Laboratorium voor experimentele geneeskunde en endocrinologie (LEGENDO), Faculty of Medicine, Catholic University Leuven, Leuven, Belgium.
J Steroid Biochem Mol Biol. 2011 Mar;124(1-2):1-9. doi: 10.1016/j.jsbmb.2010.12.008. Epub 2010 Dec 21.
Anaplastic thyroid cancer represents one of the most aggressive cancers. The active form of vitamin D, 1,25-dihydroxyvitamin D(3) (1,25(OH)(2)D(3)), has been shown to have antiproliferative and/or redifferentiating properties in several malignancies, including thyroid cancer. The objective of this study was to investigate the effects of 1,25(OH)(2)D(3) and the superagonistic analog CD578 in anaplastic thyroid cancer, alone or in combination with paclitaxel, a taxane, and suberoylanilide hydroxamic acid (SAHA), a potent histone deacetylase inhibitor with promising effects in undifferentiated thyroid cancer. Four human thyroid cancer cell lines (FTC-133, C643, 8505C and HTh74) were treated with 1,25(OH)(2)D(3) or CD578, alone or in combination with paclitaxel or SAHA. Effects on cell growth and differentiation were evaluated. Clear effects on growth arrest were observed in a clonogenic assay, and absolute cell counts demonstrated a 24-36% reduction in all cell lines after 72h treatment with 1,25(OH)(2)D(3) (10(-6)M) and a 60% inhibition after 120h in the most sensitive cell line HTh74. A similar growth inhibition was shown after treatment with a 1000-fold lower concentration of analog CD578. This growth arrest was explained by antiproliferative effects, further supported by an increased % of cells in the G(0)-G(1) phase of the cell cycle and by a decreased transcription factor E2F1 mRNA expression. Combination treatments of 1,25(OH)(2)D(3) or CD578 with paclitaxel or SAHA resulted in an additive and in some conditions a synergistic effect on the inhibition of proliferation. Redifferentiation analysis revealed only a modest increase in sodium iodide symporter and thyroglobulin mRNA expression after treatment with 1,25(OH)(2)D(3), without additive effect after combination treatment. No effects were observed on TSH-receptor or thyroid peroxidase mRNA expression. Our in vitro findings demonstrate that the superagonistic vitamin D analog CD578 holds promise as adjuvant antiproliferative therapy of anaplastic thyroid cancer, especially in combination with other drugs such as paclitaxel or SAHA.

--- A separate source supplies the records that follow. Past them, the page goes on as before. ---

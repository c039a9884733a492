use std::fmt;
use std::sync::atomic::{AtomicU32, Ordering};

use crate::object::ObjectId;

static NEXT_HEAP_ID: AtomicU32 = AtomicU32::new(1);

/// The identity of a heap, used to scope handles to the heap that produced them.
#[derive(Debug, Clone, Copy, PartialEq, Eq, Hash)]
pub(crate) struct HeapId(u32);

impl HeapId {
    pub(crate) fn next() -> Self {
        Self(NEXT_HEAP_ID.fetch_add(1, Ordering::Relaxed))
    }
}

/// Represent a handle to a GC-allocated object.
///
/// Handles are plain copyable indices: they own nothing and never keep an object alive.
/// Only the [`GcHeap`](crate::GcHeap) that allocated the object can produce a handle to it,
/// and every other heap rejects it.
#[derive(Clone, Copy, PartialEq, Eq, Hash)]
pub struct Gc {
    pub(crate) heap: HeapId,
    pub(crate) id: ObjectId,
}

impl Gc {
    /// Returns the identity of the referenced object.
    #[inline]
    pub fn id(&self) -> ObjectId {
        self.id
    }
}

impl fmt::Debug for Gc {
    #[inline]
    fn fmt(&self, f: &mut fmt::Formatter<'_>) -> fmt::Result {
        write!(f, "Gc({})", self.id)
    }
}

impl fmt::Display for Gc {
    #[inline]
    fn fmt(&self, f: &mut fmt::Formatter<'_>) -> fmt::Result {
        self.id.fmt(f)
    }
}
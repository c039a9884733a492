//! Error types for heap operations.

use thiserror::Error;

use crate::object::ObjectId;

/// Error raised when a handle cannot be resolved by a heap.
#[derive(Error, Debug, Clone, Copy, PartialEq, Eq)]
pub enum GcError {
    /// The handle belongs to this heap, but its object is no longer live.
    #[error("unknown object {0}: it is not live in this heap")]
    UnknownObject(ObjectId),

    /// The handle was produced by another heap.
    #[error("unknown object {0}: the handle belongs to another heap")]
    ForeignHandle(ObjectId),
}

impl GcError {
    /// Returns the identity carried by the rejected handle.
    pub fn object_id(&self) -> ObjectId {
        match self {
            GcError::UnknownObject(id) | GcError::ForeignHandle(id) => *id,
        }
    }
}

/// Result type alias
pub type GcResult<T> = Result<T, GcError>;
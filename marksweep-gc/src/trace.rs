use indexmap::{IndexMap, IndexSet};

use crate::object::{ManagedObject, ObjectId};

/// The mark phase: a depth-first traversal of the object graph, starting from the roots.
///
/// The traversal uses an explicit work-list instead of the call stack, so that arbitrarily
/// deep reference chains cannot overflow it.
#[derive(Debug, Default)]
pub(crate) struct Tracer {
    stack: Vec<ObjectId>,
}

impl Tracer {
    pub fn new() -> Self {
        Self::default()
    }

    /// Clears every mark, then marks everything reachable from `roots`.
    ///
    /// Returns the number of objects marked.
    pub fn trace<T>(
        &mut self,
        objects: &mut IndexMap<ObjectId, ManagedObject<T>>,
        roots: &IndexSet<ObjectId>,
    ) -> usize {
        for object in objects.values_mut() {
            object.clear_mark();
        }

        let mut marked = 0;
        for root in roots.iter() {
            marked += self.trace_from(objects, *root);
        }
        marked
    }

    fn trace_from<T>(
        &mut self,
        objects: &mut IndexMap<ObjectId, ManagedObject<T>>,
        root: ObjectId,
    ) -> usize {
        let mut marked = 0;
        self.stack.clear();
        self.stack.push(root);

        while let Some(id) = self.stack.pop() {
            let object = match objects.get_mut(&id) {
                Some(object) => object,
                None => continue,
            };
            // an already-marked object ends this branch, which is what makes cycles terminate.
            if object.is_marked() {
                continue;
            }
            object.mark();
            marked += 1;
            log::trace!("marked: {}", object);

            // reversed, so that references get visited in reference-list order.
            self.stack.extend(object.references().iter().rev().copied());
        }

        marked
    }
}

间变性甲状腺癌是最具侵袭性的癌症之一。活性形式的维生素 D,1,25-二羟维生素 D(3)(1,25(OH)(2)D(3)),已被证明在多种恶性肿瘤中具有抗增殖和/或再分化特性,包括甲状腺癌。本研究的目的是研究 1,25(OH)(2)D(3)和超级激动剂类似物 CD578 对间变性甲状腺癌的单独或联合紫杉醇、紫杉烷和琥珀酰亚胺基羟肟酸(SAHA)的作用,SAHA 是一种具有分化型甲状腺癌治疗潜力的有效的组蛋白去乙酰化酶抑制剂。四种人甲状腺癌细胞系(FTC-133、C643、8505C 和 HTh74)用 1,25(OH)(2)D(3)或 CD578 单独或联合紫杉醇或 SAHA 处理。评估对细胞生长和分化的影响。在集落形成试验中观察到对生长抑制的明显影响,绝对细胞计数显示在用 1,25(OH)(2)D(3)(10(-6)M)处理 72 小时后,所有细胞系的细胞减少 24-36%,在最敏感的细胞系 HTh74 中 120 小时后抑制率达到 60%。用浓度低 1000 倍的类似物 CD578 处理也显示出类似的生长抑制作用。这种生长抑制是由增殖抑制作用引起的,进一步支持细胞周期 G(0)-G(1)期的细胞比例增加和转录因子 E2F1 mRNA 表达降低。1,25(OH)(2)D(3)或 CD578 与紫杉醇或 SAHA 的联合治疗对增殖抑制具有相加作用,在某些条件下具有协同作用。分化分析显示,在用 1,25(OH)(2)D(3)处理后,钠碘转运体和甲状腺球蛋白 mRNA 的表达仅略有增加,联合治疗后无附加作用。TSH 受体或甲状腺过氧化物酶 mRNA 的表达没有观察到。我们的体外研究结果表明,超级激动剂维生素 D 类似物 CD578 有望成为间变性甲状腺癌的辅助抗增殖治疗药物,特别是与紫杉醇或 SAHA 等其他药物联合使用时。